Kreenjala Pyakurel ’22 was drawn to Clark University for two reasons. The University’s small size helped ease her transition from Nepal to the U.S. But Pyakurel was especially attracted to Clark’s role in creating the birth control pill.
Gregory Pincus, a professor of biology, continued reproductive research at Clark that he’d begun at Harvard — work that would eventually culminate in the creation of the birth control pill. The pill was developed and released in 1960 by the Worcester Foundation of Experimental Biology, which Pincus co-founded after leaving Clark. As someone passionate about reproductive and sexual health, that connection made Clark, and Worcester, feel like a clear choice for Pyakurel. “I could see myself here,” she says.
Pyakurel, a biology major and economics minor who is graduating in December, took her first step toward a career in public and reproductive health this summer. She worked as a bioethics and health policy intern with Stacey Pereira at the Center for Medical Ethics and Health Policy at Baylor College of Medicine as part of an ongoing research project. Her focus was on a new technology called polygenic embryo screening, which can be used by parents who use In vitro fertilization. The screening can provide information on the likelihood of an embryo developing certain conditions or traits, everything from common health conditions like diabetes to complex traits like intelligence. It’s a step further than the genetic screening for monogenic disorders, like cystic fibrosis and Huntington’s disease, which has been used for years.
Pyakurel, who worked remotely, helped analyze interviews the team at Baylor College of Medicine conducted with physicians, as well as parents who could be eligible for polygenic embryo screening, on topics such as the ethics of screening embryos for traits like hair color or cognitive abilities. Pyakurel organized the responses into overarching themes.
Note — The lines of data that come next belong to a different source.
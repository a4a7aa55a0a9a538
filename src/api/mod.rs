pub mod runtime;
pub mod session;

pub use runtime::{Runtime, RuntimeBuilder};
//! 适配器层错误类型
//!
//! 后端驱动返回的原始错误在这里被包装成 `BackendError`，
//! 携带可选的结构化分类，供查询管道和连接流程统一处理。

use thiserror::Error;

use crate::core::error::failure::FailureKind;
use crate::core::types::BackendType;

/// 适配器操作结果类型别名
pub type AdapterResult<T> = Result<T, AdapterError>;

/// 后端返回的原始错误
#[derive(Error, Debug, Clone, PartialEq)]
#[error("{message}")]
pub struct BackendError {
    /// 驱动提供的结构化分类；为 None 时按文本匹配
    pub kind: Option<FailureKind>,
    pub message: String,
}

impl BackendError {
    pub fn new(message: impl Into<String>) -> Self {
        Self {
            kind: None,
            message: message.into(),
        }
    }

    pub fn classified(kind: FailureKind, message: impl Into<String>) -> Self {
        Self {
            kind: Some(kind),
            message: message.into(),
        }
    }

    /// 结构化分类优先，其次按文本匹配
    pub fn classify(&self) -> FailureKind {
        self.kind
            .unwrap_or_else(|| FailureKind::from_message(&self.message))
    }
}

/// 适配器相关错误
#[derive(Error, Debug, Clone, PartialEq)]
pub enum AdapterError {
    #[error("连接失败: {0}")]
    Connection(BackendError),

    #[error("后端错误: {0}")]
    Backend(BackendError),

    #[error("无效的连接配置: {0}")]
    InvalidConfig(String),

    #[error("{backend} 不支持操作: {operation}")]
    Unsupported {
        backend: BackendType,
        operation: &'static str,
    },

    #[error("会话句柄类型不匹配: 期望 {expected}, 实际 {actual}")]
    HandleMismatch {
        expected: BackendType,
        actual: BackendType,
    },
}

impl AdapterError {
    pub fn backend(message: impl Into<String>) -> Self {
        AdapterError::Backend(BackendError::new(message))
    }

    pub fn connection(message: impl Into<String>) -> Self {
        AdapterError::Connection(BackendError::new(message))
    }
}

impl From<BackendError> for AdapterError {
    fn from(e: BackendError) -> Self {
        AdapterError::Backend(e)
    }
}
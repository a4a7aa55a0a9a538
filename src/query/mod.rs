// Query module
//
// 查询执行管道、语句策略和模式内省

pub mod introspection;
pub mod pipeline;
pub mod policy;

pub use introspection::SchemaIntrospector;
pub use pipeline::{normalize_columns, QueryPipeline};
pub use policy::{PolicyViolation, StatementPolicy};
//! 会话回收策略

use std::fmt;
use std::sync::Arc;
use std::time::{Duration, Instant};

use super::session_manager::SessionSlot;
use crate::config::SessionConfig;

/// 决定一个会话是否应被回收
pub trait EvictionPolicy: Send + Sync + fmt::Debug {
    fn should_evict(&self, slot: &SessionSlot, now: Instant) -> bool;
}

/// 空闲超时 + 可选的最长存活时间
#[derive(Debug, Clone, Copy, PartialEq, Eq)]
pub struct TtlPolicy {
    pub idle_ttl: Duration,
    pub max_lifetime: Option<Duration>,
}

impl TtlPolicy {
    pub fn new(idle_ttl: Duration) -> Self {
        Self {
            idle_ttl,
            max_lifetime: None,
        }
    }

    pub fn with_max_lifetime(mut self, max_lifetime: Duration) -> Self {
        self.max_lifetime = Some(max_lifetime);
        self
    }
}

impl EvictionPolicy for TtlPolicy {
    fn should_evict(&self, slot: &SessionSlot, now: Instant) -> bool {
        if now.saturating_duration_since(slot.last_used_instant()) > self.idle_ttl {
            return true;
        }
        matches!(self.max_lifetime, Some(max) if now.saturating_duration_since(slot.created_instant()) > max)
    }
}

/// 从不回收
#[derive(Debug, Clone, Copy, Default)]
pub struct NeverEvict;

impl EvictionPolicy for NeverEvict {
    fn should_evict(&self, _slot: &SessionSlot, _now: Instant) -> bool {
        false
    }
}

/// 按配置构造策略；空闲超时为 0 且没有最长存活时间时不回收
pub fn policy_from_config(config: &SessionConfig) -> Arc<dyn EvictionPolicy> {
    match (config.idle_timeout_secs, config.max_lifetime_secs) {
        (0, None) => Arc::new(NeverEvict),
        (0, Some(max)) => Arc::new(
            TtlPolicy::new(Duration::MAX).with_max_lifetime(Duration::from_secs(max)),
        ),
        (idle, max) => {
            let policy = TtlPolicy::new(Duration::from_secs(idle));
            Arc::new(match max {
                Some(max) => policy.with_max_lifetime(Duration::from_secs(max)),
                None => policy,
            })
        }
    }
}
//! 统一错误处理系统
//!
//! ## 设计理念
//!
//! 1. **异常与数据分离**：调用方/配置错误（未知后端、未知会话、不支持的能力）
//!    以 `Err(RuntimeError)` 返回；查询运行时失败是数据，编码在
//!    `QueryResult.error` 中，绝不以 `Err` 返回。
//!
//! 2. **分层转换**：会话与适配器错误使用 `#[from]` 自动转换为 `RuntimeError`。
//!
//! 3. **统一接口**：`RuntimeResult<T>` 提供统一的返回类型。

use thiserror::Error;

pub mod adapter;
pub mod codes;
pub mod failure;
pub mod session;

pub use adapter::{AdapterError, AdapterResult, BackendError};
pub use codes::{ErrorCode, PublicError, ToPublicError};
pub use failure::FailureKind;
pub use session::{SessionError, SessionGone, SessionResult};

use crate::core::types::BackendType;

/// 运行时对调用方暴露的错误
#[derive(Error, Debug, Clone, PartialEq)]
pub enum RuntimeError {
    #[error("未找到后端适配器: {requested}. 可用: {}", available.join(", "))]
    AdapterNotFound {
        requested: String,
        available: Vec<String>,
    },

    #[error("会话不存在: {id} ({reason})")]
    SessionNotFound { id: String, reason: SessionGone },

    #[error("超过最大会话数限制: {0}")]
    SessionLimitExceeded(usize),

    #[error("连接失败 [{kind}]: {message}")]
    Connection { kind: FailureKind, message: String },

    #[error("{backend} 不支持操作: {operation}")]
    UnsupportedOperation {
        backend: BackendType,
        operation: &'static str,
    },

    #[error("后端错误 [{kind}]: {message}")]
    Backend { kind: FailureKind, message: String },

    #[error("无效的连接配置: {0}")]
    InvalidConfig(String),

    #[error("内部错误: {0}")]
    Internal(String),
}

/// 统一的结果类型
pub type RuntimeResult<T> = Result<T, RuntimeError>;

impl From<SessionError> for RuntimeError {
    fn from(e: SessionError) -> Self {
        match e {
            SessionError::SessionNotFound { id, reason } => {
                RuntimeError::SessionNotFound { id, reason }
            }
            SessionError::MaxSessionsExceeded(n) => RuntimeError::SessionLimitExceeded(n),
        }
    }
}

impl From<AdapterError> for RuntimeError {
    fn from(e: AdapterError) -> Self {
        match e {
            AdapterError::Connection(be) => RuntimeError::Connection {
                kind: be.classify(),
                message: be.message,
            },
            AdapterError::Backend(be) => RuntimeError::Backend {
                kind: be.classify(),
                message: be.message,
            },
            AdapterError::InvalidConfig(msg) => RuntimeError::InvalidConfig(msg),
            AdapterError::Unsupported { backend, operation } => {
                RuntimeError::UnsupportedOperation { backend, operation }
            }
            e @ AdapterError::HandleMismatch { .. } => RuntimeError::Internal(e.to_string()),
        }
    }
}

impl RuntimeError {
    pub fn is_session_not_found(&self) -> bool {
        matches!(self, RuntimeError::SessionNotFound { .. })
    }

    /// 对外稳定的数字错误码
    pub fn error_code(&self) -> ErrorCode {
        self.to_error_code()
    }
}

impl ToPublicError for RuntimeError {
    fn to_error_code(&self) -> ErrorCode {
        match self {
            RuntimeError::AdapterNotFound { .. } => ErrorCode::ResourceNotFound,
            RuntimeError::SessionNotFound { .. } => ErrorCode::ResourceNotFound,
            RuntimeError::SessionLimitExceeded(_) => ErrorCode::ResourceExhausted,
            RuntimeError::Connection { kind, .. } => kind.error_code(),
            RuntimeError::UnsupportedOperation { .. } => ErrorCode::ResourceUnavailable,
            RuntimeError::Backend { kind, .. } => kind.error_code(),
            RuntimeError::InvalidConfig(_) => ErrorCode::InvalidInput,
            RuntimeError::Internal(_) => ErrorCode::InternalError,
        }
    }

    fn to_public_message(&self) -> String {
        match self {
            RuntimeError::Internal(_) => ErrorCode::InternalError.default_message().to_string(),
            other => other.to_string(),
        }
    }
}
“If you have a history of diabetes or heart disease in your family, some parents may want to screen for those conditions,” Pyakurel says. “Every day was fascinating. Some of the interview responses really varied and seeing people’s ideas gave me a picture of what my future working in reproductive health could look like.”
Pyakurel discovered that advanced embryo screening produces accompanying cultural and political concerns. For instance, screening for intelligence raises questions about eugenics and the pursuit of so-called “designer babies.” And while screening for polygenic diseases like hypertension, coronary heart disease, and diabetes could be helpful for families with a medical history of those conditions, there are issues of accessibility. Polygenic embryo screening is expensive and still not widely offered.
The lack of research on ethical concerns and stakeholder perspectives is part of the reason Pyakurel sought out her internship.
“It was an eye-opener to see that this topic isn’t black and white. I like how interdisciplinary this work was. It’s social, cultural, political, biological, and psychological,” she says.
Pyakurel’s adviser, biology Professor Javier Tabima Restrepo, supported her through the internship, sharing his expertise in genomics.
Pyakurel was in the middle of her internship, exploring how new technologies can inform women’s reproductive choices, when the Supreme Court overturned Roe v. Wade.
“It drove me to realize that this field is where I belong and is what I’m meant to do,” she says. “I’m passionate about empowering women around their health and autonomy.”